Per WOVO è stato importantissimo non sessualizzare il sesso più di quanto non sia già sessualizzato. I sexy shop classici tendono a sessualizzare molto il sesso. Con WOVO ho seguito un approccio diverso, disegnando fin da subito un servizio più improntato al benessere e anche all’estetica e dedicando molto tempo alla ricerca puntigliosa e approfondita del prodotto. La base è la stessa perché si tratta sempre di sex toys, ma la differenza sta nella scelta di prodotti che non si trovano ovunque, di ottima qualità ed esteticamente molto appealing. Sicuramente, in questo senso, ha aiutato l’evoluzione che c’è stata negli ultimi dieci anni a livello di design dei sex toys.
Il legame con il design passa poi per me anche dall’interno dello Store, che è stato concepito come un salotto alla luce del sole dove le persone possono passare tranquillamente anche qualche ora, rispetto invece ai sexy shop tradizionali pensati per la toccata e fuga.

A proposito di sex toys, quanto è un tabù ancora il gioco in coppia?
Purtroppo, anche per la rappresentazione che si vede nei film e fatta dai media, c’è ancora molto l’idea che il sex toy sia lo strumento per la coppia arrivata alla frutta.

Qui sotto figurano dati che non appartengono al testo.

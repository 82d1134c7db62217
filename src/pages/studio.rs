//! Studio page — topic entry, kit display, history sidebar.
//!
//! REQUEST ORCHESTRATION
//! =====================
//! This page owns the network handlers. One logical operation is in flight
//! at a time, tracked by the shared loading flag; the flag disables the UI
//! controls rather than hard-locking anything. Nothing is retried
//! automatically — every failure path ends in a state the user can retry
//! from.

use leptos::prelude::*;

use crate::components::error_banner::ErrorBanner;
use crate::components::kit_panel::KitPanel;
use crate::components::recent_list::RecentList;
use crate::components::status_bar::StatusBar;
use crate::components::topic_form::TopicForm;
use crate::state::kit::KitState;
use crate::state::recent::RecentState;
use crate::state::ui::UiState;

#[cfg(feature = "hydrate")]
use crate::net::types::{DEFAULT_LANGUAGE, DEFAULT_TONE, Kit};
#[cfg(feature = "hydrate")]
use crate::state::kit::apply_regenerated;
#[cfg(feature = "hydrate")]
use crate::state::recent::RECENT_LIMIT;
#[cfg(feature = "hydrate")]
use crate::state::ui::BackendStatus;

/// Refetch the recent-kit sidebar. Failures silently yield an empty list.
fn refresh_recent(recent: RwSignal<RecentState>) {
    #[cfg(feature = "hydrate")]
    {
        recent.update(|state| state.loading = true);
        leptos::task::spawn_local(async move {
            let items = crate::net::api::fetch_recent_kits(RECENT_LIMIT)
                .await
                .unwrap_or_default();
            recent.update(|state| {
                state.items = items;
                state.loading = false;
            });
        });
    }
    #[cfg(not(feature = "hydrate"))]
    {
        let _ = recent;
    }
}

/// Probe backend health once and record the result for the status bar.
fn probe_backend(ui: RwSignal<UiState>) {
    #[cfg(feature = "hydrate")]
    {
        leptos::task::spawn_local(async move {
            let status = match crate::net::api::fetch_health().await {
                Some(_) => BackendStatus::Online,
                None => BackendStatus::Offline,
            };
            ui.update(|state| state.backend = status);
        });
    }
    #[cfg(not(feature = "hydrate"))]
    {
        let _ = ui;
    }
}

/// Studio page — composes the topic form, diagnostics banner, kit panel,
/// history sidebar, and status bar, and owns their action callbacks.
#[component]
pub fn StudioPage() -> impl IntoView {
    let kit_state = expect_context::<RwSignal<KitState>>();
    let recent = expect_context::<RwSignal<RecentState>>();
    let ui = expect_context::<RwSignal<UiState>>();

    // Apply the persisted theme, probe health, and load history on mount.
    Effect::new(move || {
        let dark = crate::util::dark_mode::read_preference();
        crate::util::dark_mode::apply(dark);
        ui.update(|state| state.dark_mode = dark);
        probe_backend(ui);
        refresh_recent(recent);
    });

    let on_generate = Callback::new(move |topic: String| {
        if kit_state.get_untracked().loading {
            return;
        }
        kit_state.update(|state| {
            state.loading = true;
            state.busy_section = None;
        });

        #[cfg(feature = "hydrate")]
        {
            leptos::task::spawn_local(async move {
                let next =
                    match crate::net::api::generate_kit(&topic, DEFAULT_TONE, DEFAULT_LANGUAGE)
                        .await
                    {
                        Ok(kit) => kit,
                        Err(detail) => {
                            leptos::logging::warn!("generate failed: {detail}");
                            Kit::transport_failure(&topic, &detail)
                        }
                    };
                kit_state.update(|state| {
                    state.kit = Some(next);
                    state.loading = false;
                });
                // The backend persists successful kits; pick the new one up.
                refresh_recent(recent);
            });
        }
        #[cfg(not(feature = "hydrate"))]
        {
            let _ = topic;
            kit_state.update(|state| state.loading = false);
        }
    });

    let on_regenerate = Callback::new(move |section: &'static str| {
        let snapshot = kit_state.get_untracked();
        if snapshot.loading {
            return;
        }
        let Some(kit) = snapshot.kit else {
            return;
        };
        kit_state.update(|state| {
            state.loading = true;
            state.busy_section = Some(section.to_owned());
        });

        #[cfg(feature = "hydrate")]
        {
            leptos::task::spawn_local(async move {
                match crate::net::api::regenerate_section(section, &kit).await {
                    Ok(outcome) => {
                        kit_state.update(|state| {
                            if let Some(current) = state.kit.as_mut() {
                                apply_regenerated(current, &outcome);
                            }
                        });
                    }
                    Err(detail) => {
                        leptos::logging::warn!("regenerate {section} failed: {detail}");
                        crate::util::notify::alert(&format!(
                            "Could not regenerate {section}: {detail}"
                        ));
                    }
                }
                kit_state.update(|state| {
                    state.loading = false;
                    state.busy_section = None;
                });
            });
        }
        #[cfg(not(feature = "hydrate"))]
        {
            let _ = kit;
            kit_state.update(|state| {
                state.loading = false;
                state.busy_section = None;
            });
        }
    });

    let on_export = Callback::new(move |(): ()| {
        let snapshot = kit_state.get_untracked();
        if snapshot.loading {
            return;
        }
        let Some(kit) = snapshot.kit else {
            return;
        };
        if kit.has_error() {
            return;
        }
        kit_state.update(|state| state.loading = true);

        #[cfg(feature = "hydrate")]
        {
            leptos::task::spawn_local(async move {
                match crate::net::api::export_kit(&kit).await {
                    Ok(bytes) => {
                        let filename = crate::util::download::export_file_name(&kit.topic);
                        crate::util::download::save_file(&filename, &bytes);
                    }
                    Err(detail) => {
                        leptos::logging::warn!("export failed: {detail}");
                        crate::util::notify::alert(&format!("Export failed: {detail}"));
                    }
                }
                kit_state.update(|state| state.loading = false);
            });
        }
        #[cfg(not(feature = "hydrate"))]
        {
            let _ = kit;
            kit_state.update(|state| state.loading = false);
        }
    });

    let on_load = Callback::new(move |id: i64| {
        if kit_state.get_untracked().loading {
            return;
        }
        kit_state.update(|state| state.loading = true);

        #[cfg(feature = "hydrate")]
        {
            leptos::task::spawn_local(async move {
                let loaded = crate::net::api::fetch_kit_detail(id)
                    .await
                    .and_then(|detail| detail.kit);
                match loaded {
                    Some(kit) => {
                        kit_state.update(|state| {
                            state.kit = Some(kit);
                            state.loading = false;
                        });
                    }
                    None => {
                        kit_state.update(|state| state.loading = false);
                        crate::util::notify::alert("Could not load kit");
                    }
                }
            });
        }
        #[cfg(not(feature = "hydrate"))]
        {
            let _ = id;
            kit_state.update(|state| state.loading = false);
        }
    });

    view! {
        <div class="studio-page">
            <header class="studio-page__header">
                <h1>"Kit Studio"</h1>
                <TopicForm on_generate=on_generate/>
            </header>
            <div class="studio-page__body">
                <main class="studio-page__main">
                    <ErrorBanner/>
                    <KitPanel on_regenerate=on_regenerate on_export=on_export/>
                </main>
                <RecentList on_load=on_load/>
            </div>
            <div class="studio-page__status-bar">
                <StatusBar/>
            </div>
        </div>
    }
}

In realtà il sex toy è un plus, che non sostituisce assolutamente le persone ma anzi è un aiuto. Però ultimamente, complice anche il lockdown in cui molte coppie si sono ritrovate chiuse in casa a non sapere cosa fare e a voler esplorare di più, sono aumentate le richieste. Anche se rimane un 80% per piacere personale e il restante per la coppia.
A discapito del mio settore poi bisogna dire che i sex toys per la coppia belli e funzionali non sono molti. Anche a livello di design non è facile pensare a un prodotto così versatile per essere usato in coppia, per due persone che sono profondamente diverse l’una dall’altra, considerando poi che ogni vulva e ogni pene sono differenti. Bisognerebbe disegnare un toy che si trasforma!
Rimane però ancora largamente un tabù, anche se la variante ovviamente non sostituisce l’originale. Gli esseri umani sono insostituibili, mentre il sex toy non ha nessun tipo di sorpresa, è quello che è: sai come utilizzarlo, lo metti in carica e va. Nel sesso di coppia invece è tutto casuale, per fortuna. È una delle cose che ci è rimasta senza troppe sovrastrutture.